Data Assimilation Models for Space Weather Specifications and Forecasts
In an effort to specify and forecast space weather disturbances, we developed several physics-based data assimilation models of the ionosphere-upper atmosphere. Two of the models were developed in association with a program called Global Assimilation of Ionospheric Measurements (GAIM). The first is a Gauss-Markov Kalman Filter model (GAIM-GM) and it uses a physics-based model of the ionosphere and a Kalman filter as a basis for assimilating a diverse set of measurements. The physics-based model is the Ionosphere Forecast Model (IFM), which is global and covers the ionosphere from 90 to 1400 km. The second data assimilation model uses a physics-based ionosphere-plasmasphere model and an ensemble Kalman filter as a basis for assimilating the measurements. This full physics model (GAIM-FP) is global, takes account of six ion species (NO+, O2+, N2+, O+, H+, He+), and covers the altitude range of from 90 to 30,000 km. The GAIM models can assimilate bottom-side Ne profiles from hundreds of ionosondes, slant TEC from 1000 ground GPS/TEC receivers, in situ Ne from 4 DMSP satellites, occultation data from multiple satellites, and both limb and disk UV emissions measured by satellites. A third data assimilation model that we developed is a physics-based ensemble Kalman filter for high-latitude ionosphere dynamics and electrodynamics. This model assimilates cross-track ion velocities from the 4 DMSP satellites, line-of-sight ion velocities from the SuperDarn radar system, and magnetic perturbations from about 100 ground magnetometers.
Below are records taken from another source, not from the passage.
//! COCO 类别表
//! COCO-80 class taxonomy (id <-> name)

use phf::phf_map;

/// COCO 类别名称 (按类别ID排序)
pub static COCO_CLASSES: [&str; 80] = [
    "person",
    "bicycle",
    "car",
    "motorcycle",
    "airplane",
    "bus",
    "train",
    "truck",
    "boat",
    "traffic light",
    "fire hydrant",
    "stop sign",
    "parking meter",
    "bench",
    "bird",
    "cat",
    "dog",
    "horse",
    "sheep",
    "cow",
    "elephant",
    "bear",
    "zebra",
    "giraffe",
    "backpack",
    "umbrella",
    "handbag",
    "tie",
    "suitcase",
    "frisbee",
    "skis",
    "snowboard",
    "sports ball",
    "kite",
    "baseball bat",
    "baseball glove",
    "skateboard",
    "surfboard",
    "tennis racket",
    "bottle",
    "wine glass",
    "cup",
    "fork",
    "knife",
    "spoon",
    "bowl",
    "banana",
    "apple",
    "sandwich",
    "orange",
    "broccoli",
    "carrot",
    "hot dog",
    "pizza",
    "donut",
    "cake",
    "chair",
    "couch",
    "potted plant",
    "bed",
    "dining table",
    "toilet",
    "tv",
    "laptop",
    "mouse",
    "remote",
    "keyboard",
    "cell phone",
    "microwave",
    "oven",
    "toaster",
    "sink",
    "refrigerator",
    "book",
    "clock",
    "vase",
    "scissors",
    "teddy bear",
    "hair drier",
    "toothbrush",
];

static CLASS_INDICES: phf::Map<&'static str, u32> = phf_map! {
    "person" => 0,
    "bicycle" => 1,
    "car" => 2,
    "motorcycle" => 3,
    "airplane" => 4,
    "bus" => 5,
    "train" => 6,
    "truck" => 7,
    "boat" => 8,
    "traffic light" => 9,
    "fire hydrant" => 10,
    "stop sign" => 11,
    "parking meter" => 12,
    "bench" => 13,
    "bird" => 14,
    "cat" => 15,
    "dog" => 16,
    "horse" => 17,
    "sheep" => 18,
    "cow" => 19,
    "elephant" => 20,
    "bear" => 21,
    "zebra" => 22,
    "giraffe" => 23,
    "backpack" => 24,
    "umbrella" => 25,
    "handbag" => 26,
    "tie" => 27,
    "suitcase" => 28,
    "frisbee" => 29,
    "skis" => 30,
    "snowboard" => 31,
    "sports ball" => 32,
    "kite" => 33,
    "baseball bat" => 34,
    "baseball glove" => 35,
    "skateboard" => 36,
    "surfboard" => 37,
    "tennis racket" => 38,
    "bottle" => 39,
    "wine glass" => 40,
    "cup" => 41,
    "fork" => 42,
    "knife" => 43,
    "spoon" => 44,
    "bowl" => 45,
    "banana" => 46,
    "apple" => 47,
    "sandwich" => 48,
    "orange" => 49,
    "broccoli" => 50,
    "carrot" => 51,
    "hot dog" => 52,
    "pizza" => 53,
    "donut" => 54,
    "cake" => 55,
    "chair" => 56,
    "couch" => 57,
    "potted plant" => 58,
    "bed" => 59,
    "dining table" => 60,
    "toilet" => 61,
    "tv" => 62,
    "laptop" => 63,
    "mouse" => 64,
    "remote" => 65,
    "keyboard" => 66,
    "cell phone" => 67,
    "microwave" => 68,
    "oven" => 69,
    "toaster" => 70,
    "sink" => 71,
    "refrigerator" => 72,
    "book" => 73,
    "clock" => 74,
    "vase" => 75,
    "scissors" => 76,
    "teddy bear" => 77,
    "hair drier" => 78,
    "toothbrush" => 79,
};

/// 类别ID → 名称
pub fn class_name(class_id: u32) -> Option<&'static str> {
    COCO_CLASSES.get(class_id as usize).copied()
}

/// 名称 → 类别ID (大小写不敏感)
pub fn class_id(name: &str) -> Option<u32> {
    CLASS_INDICES
        .get(name.trim().to_lowercase().as_str())
        .copied()
}
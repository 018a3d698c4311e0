use geo::Point;
use geojson::{Geometry, JsonValue};

use crate::error::DataError;

/// One event from the earthquake feed.
///
/// Magnitude and depth stay optional here; whether a feature is drawable is
/// decided when the layer is assembled.
#[derive(Debug, Clone, PartialEq)]
pub struct EarthquakeFeature {
    pub place: String,
    /// Epoch milliseconds.
    pub time: Option<i64>,
    pub magnitude: Option<f64>,
    pub depth_km: Option<f64>,
    /// x = longitude, y = latitude.
    pub coordinates: Point<f64>,
}

/// A numeric field that may be absent or null, but not some other type.
fn optional_number(value: Option<&JsonValue>) -> Result<Option<f64>, String> {
    match value {
        None | Some(JsonValue::Null) => Ok(None),
        Some(JsonValue::Number(n)) => Ok(n.as_f64()),
        Some(other) => Err(other.to_string()),
    }
}

fn text_property(feature: &JsonValue, key: &str) -> Option<String> {
    feature
        .get("properties")
        .and_then(|props| props.get(key))
        .and_then(|v| v.as_str())
        .map(str::to_string)
}

impl EarthquakeFeature {
    /// Read one element of a feed's `features` array.
    pub fn from_json(feature: &JsonValue) -> Result<Self, DataError> {
        let geometry = match feature.get("geometry") {
            None | Some(JsonValue::Null) => return Err(DataError::MissingGeometry),
            Some(geometry) => geometry,
        };
        match geometry.get("type").and_then(|t| t.as_str()) {
            Some("Point") => {}
            Some(other) => return Err(DataError::NotAPoint(other.to_string())),
            None => return Err(DataError::InvalidGeometry("geometry has no type".to_string())),
        }

        let position = geometry
            .get("coordinates")
            .and_then(|c| c.as_array())
            .ok_or(DataError::BadCoordinates)?;
        let (Some(lon), Some(lat)) = (
            position.first().and_then(|v| v.as_f64()),
            position.get(1).and_then(|v| v.as_f64()),
        ) else {
            return Err(DataError::BadCoordinates);
        };
        let depth_km = optional_number(position.get(2)).map_err(DataError::NonNumericDepth)?;

        let properties = feature.get("properties");
        let magnitude = optional_number(properties.and_then(|p| p.get("mag")))
            .map_err(DataError::NonNumericMagnitude)?;

        Ok(Self {
            place: text_property(feature, "place").unwrap_or_else(|| "Unknown".to_string()),
            time: properties.and_then(|p| p.get("time")).and_then(|v| v.as_i64()),
            magnitude,
            depth_km,
            coordinates: Point::new(lon, lat),
        })
    }
}

/// One plate from the tectonic plate feed. Geometry is carried through as-is.
#[derive(Debug, Clone, PartialEq)]
pub struct PlateFeature {
    pub code: String,
    pub plate_name: String,
    pub geometry: Option<Geometry>,
}

impl PlateFeature {
    pub fn from_json(feature: &JsonValue) -> Result<Self, DataError> {
        let geometry = match feature.get("geometry") {
            None | Some(JsonValue::Null) => None,
            Some(value) => Some(
                serde_json::from_value::<Geometry>(value.clone())
                    .map_err(|e| DataError::InvalidGeometry(e.to_string()))?,
            ),
        };

        Ok(Self {
            code: text_property(feature, "Code").unwrap_or_else(|| "Unknown".to_string()),
            plate_name: text_property(feature, "PlateName")
                .unwrap_or_else(|| "Unknown".to_string()),
            geometry,
        })
    }
}

#[cfg(test)]
mod tests {
    use super::*;
    use serde_json::json;

    #[test]
    fn earthquake_from_usgs_feature() {
        let f = json!({
            "type": "Feature",
            "properties": {"mag": 4.5, "place": "10 km S of Somewhere", "time": 1700000000000_i64},
            "geometry": {"type": "Point", "coordinates": [-117.5, 35.2, 8.1]},
            "id": "us7000abcd"
        });

        let quake = EarthquakeFeature::from_json(&f).unwrap();
        assert_eq!(quake.place, "10 km S of Somewhere");
        assert_eq!(quake.time, Some(1_700_000_000_000));
        assert_eq!(quake.magnitude, Some(4.5));
        assert_eq!(quake.depth_km, Some(8.1));
        assert_eq!(quake.coordinates.x(), -117.5);
        assert_eq!(quake.coordinates.y(), 35.2);
    }

    #[test]
    fn earthquake_null_magnitude_and_depth() {
        let f = json!({
            "type": "Feature",
            "properties": {"mag": null},
            "geometry": {"type": "Point", "coordinates": [1.0, 2.0, null]}
        });

        let quake = EarthquakeFeature::from_json(&f).unwrap();
        assert_eq!(quake.place, "Unknown");
        assert_eq!(quake.magnitude, None);
        assert_eq!(quake.depth_km, None);
        assert_eq!(quake.time, None);

        let short = json!({
            "type": "Feature",
            "properties": {"mag": 1.0},
            "geometry": {"type": "Point", "coordinates": [1.0, 2.0]}
        });
        assert_eq!(EarthquakeFeature::from_json(&short).unwrap().depth_km, None);
    }

    #[test]
    fn non_numeric_values_are_reported_as_such() {
        let deep = json!({
            "type": "Feature",
            "properties": {"mag": 3.0},
            "geometry": {"type": "Point", "coordinates": [1.0, 2.0, "deep"]}
        });
        assert_eq!(
            EarthquakeFeature::from_json(&deep),
            Err(DataError::NonNumericDepth("\"deep\"".to_string()))
        );

        let text_mag = json!({
            "type": "Feature",
            "properties": {"mag": "4.5"},
            "geometry": {"type": "Point", "coordinates": [1.0, 2.0, 10.0]}
        });
        assert_eq!(
            EarthquakeFeature::from_json(&text_mag),
            Err(DataError::NonNumericMagnitude("\"4.5\"".to_string()))
        );
    }

    #[test]
    fn earthquake_requires_point_geometry() {
        let line = json!({
            "type": "Feature",
            "properties": {"mag": 2.0},
            "geometry": {"type": "LineString", "coordinates": [[0.0, 0.0], [1.0, 1.0]]}
        });
        assert_eq!(
            EarthquakeFeature::from_json(&line),
            Err(DataError::NotAPoint("LineString".to_string()))
        );

        let null_geometry = json!({"type": "Feature", "properties": {}, "geometry": null});
        assert_eq!(
            EarthquakeFeature::from_json(&null_geometry),
            Err(DataError::MissingGeometry)
        );

        let no_geometry = json!({"type": "Feature", "properties": {"mag": 1.0}});
        assert_eq!(
            EarthquakeFeature::from_json(&no_geometry),
            Err(DataError::MissingGeometry)
        );

        let lonely = json!({
            "type": "Feature",
            "properties": {},
            "geometry": {"type": "Point", "coordinates": [1.0]}
        });
        assert_eq!(
            EarthquakeFeature::from_json(&lonely),
            Err(DataError::BadCoordinates)
        );
    }

    #[test]
    fn plate_reads_code_and_name() {
        let f = json!({
            "type": "Feature",
            "properties": {"LAYER": "plate", "Code": "AF", "PlateName": "Africa"},
            "geometry": {"type": "Polygon", "coordinates": [[[0.0, 0.0], [1.0, 0.0], [1.0, 1.0], [0.0, 0.0]]]}
        });

        let plate = PlateFeature::from_json(&f).unwrap();
        assert_eq!(plate.code, "AF");
        assert_eq!(plate.plate_name, "Africa");
        let geometry = plate.geometry.unwrap();
        assert!(matches!(geometry.value, geojson::Value::Polygon(_)));
    }

    #[test]
    fn plate_missing_properties_fall_back() {
        let f = json!({"type": "Feature", "properties": null, "geometry": null});
        let plate = PlateFeature::from_json(&f).unwrap();
        assert_eq!(plate.code, "Unknown");
        assert_eq!(plate.plate_name, "Unknown");
        assert!(plate.geometry.is_none());
    }

    #[test]
    fn plate_with_broken_geometry_is_rejected() {
        let f = json!({
            "type": "Feature",
            "properties": {"Code": "XX"},
            "geometry": {"type": "Polygon", "coordinates": "nope"}
        });
        assert!(matches!(
            PlateFeature::from_json(&f),
            Err(DataError::InvalidGeometry(_))
        ));
    }
}
use geojson::JsonValue;
use indicatif::ProgressBar;
use tracing::{error, info, warn};

use crate::assemble::{
    DEFAULT_BREAKPOINTS, EARTHQUAKES_LAYER, Layer, LegendEntry, PlateOutline, QuakeMarker,
    TECTONIC_PLATES_LAYER, assemble_earthquake_layer, assemble_plate_layer, build_legend,
};
use crate::error::FeedError;
use crate::feed::{
    FeedLocation, FeedSource, PB2002_PLATES_URL, USGS_ALL_WEEK_URL, fetch_feature_collection,
};
use crate::model::{EarthquakeFeature, PlateFeature};
use crate::style::RadiusPolicy;

#[derive(Debug, Clone)]
pub struct PipelineConfig {
    pub earthquakes: FeedLocation,
    pub plates: FeedLocation,
    pub radius: RadiusPolicy,
    pub breakpoints: Vec<f64>,
}

impl Default for PipelineConfig {
    fn default() -> Self {
        Self {
            earthquakes: FeedLocation::Remote(USGS_ALL_WEEK_URL.to_string()),
            plates: FeedLocation::Remote(PB2002_PLATES_URL.to_string()),
            radius: RadiusPolicy::default(),
            breakpoints: DEFAULT_BREAKPOINTS.to_vec(),
        }
    }
}

/// A feed that could not be used, and which layer it left empty.
#[derive(Debug)]
pub struct FeedFailure {
    pub layer: &'static str,
    pub error: FeedError,
}

/// Everything handed to the rendering surface for one build.
#[derive(Debug)]
pub struct MapLayers {
    pub earthquakes: Layer<QuakeMarker>,
    pub plates: Layer<PlateOutline>,
    pub legend: Vec<LegendEntry>,
    pub failures: Vec<FeedFailure>,
}

fn earthquakes_from(features: &[JsonValue]) -> (Vec<EarthquakeFeature>, usize) {
    let mut quakes = Vec::with_capacity(features.len());
    let mut rejected = 0;
    for feature in features {
        match EarthquakeFeature::from_json(feature) {
            Ok(quake) => quakes.push(quake),
            Err(e) => {
                warn!(id = ?feature.get("id"), error = %e, "skipping earthquake feature");
                rejected += 1;
            }
        }
    }
    (quakes, rejected)
}

fn plates_from(features: &[JsonValue]) -> (Vec<PlateFeature>, usize) {
    let mut plates = Vec::with_capacity(features.len());
    let mut rejected = 0;
    for feature in features {
        match PlateFeature::from_json(feature) {
            Ok(plate) => plates.push(plate),
            Err(e) => {
                warn!(id = ?feature.get("id"), error = %e, "skipping plate feature");
                rejected += 1;
            }
        }
    }
    (plates, rejected)
}

fn record_failure(layer: &'static str, error: FeedError, failures: &mut Vec<FeedFailure>) {
    if error.is_decode() {
        error!(layer, error = %error, "feed returned unusable data");
    } else {
        error!(layer, error = %error, "feed unreachable");
    }
    failures.push(FeedFailure { layer, error });
}

/// Fetch both feeds concurrently and assemble the layers.
///
/// A feed that fails leaves its layer empty and is recorded in
/// `MapLayers::failures`; it never stops the other layer from being built.
/// The progress bar is finished once both fetches return, before anything
/// is logged.
pub fn run(
    source: &dyn FeedSource,
    config: &PipelineConfig,
    progress: Option<&ProgressBar>,
) -> MapLayers {
    if let Some(pb) = progress {
        pb.set_message("Fetching earthquake and plate feeds...");
    }

    let (quake_result, plate_result) = rayon::join(
        || fetch_feature_collection(source, &config.earthquakes),
        || fetch_feature_collection(source, &config.plates),
    );

    if let Some(pb) = progress {
        pb.finish_and_clear();
    }

    let mut failures = Vec::new();

    let earthquakes = match quake_result {
        Ok(features) => {
            info!(count = features.len(), feed = %config.earthquakes, "earthquake feed loaded");
            let (quakes, rejected) = earthquakes_from(&features);
            let mut layer = assemble_earthquake_layer(&quakes, &config.radius);
            layer.skipped += rejected;
            layer
        }
        Err(e) => {
            record_failure(EARTHQUAKES_LAYER, e, &mut failures);
            Layer::empty(EARTHQUAKES_LAYER)
        }
    };

    let plates = match plate_result {
        Ok(features) => {
            info!(count = features.len(), feed = %config.plates, "plate feed loaded");
            let (plates, rejected) = plates_from(&features);
            let mut layer = assemble_plate_layer(&plates);
            layer.skipped += rejected;
            layer
        }
        Err(e) => {
            record_failure(TECTONIC_PLATES_LAYER, e, &mut failures);
            Layer::empty(TECTONIC_PLATES_LAYER)
        }
    };

    info!(
        earthquakes = earthquakes.len(),
        skipped = earthquakes.skipped,
        plates = plates.len(),
        "layers assembled"
    );

    MapLayers {
        earthquakes,
        plates,
        legend: build_legend(&config.breakpoints),
        failures,
    }
}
The GAIM-GM model is an operational model running at the Air Force Weather Agency and the Utah State University Space Weather Center; GAIM-FP is scheduled to become operational in early 2016; and the high-latitude data assimilation model will become operational within a few years.
The characteristics and uses of these models for applications (HF propagation and geo-location) and the effect that different data types have on the ionospheric reconstructions will be presented.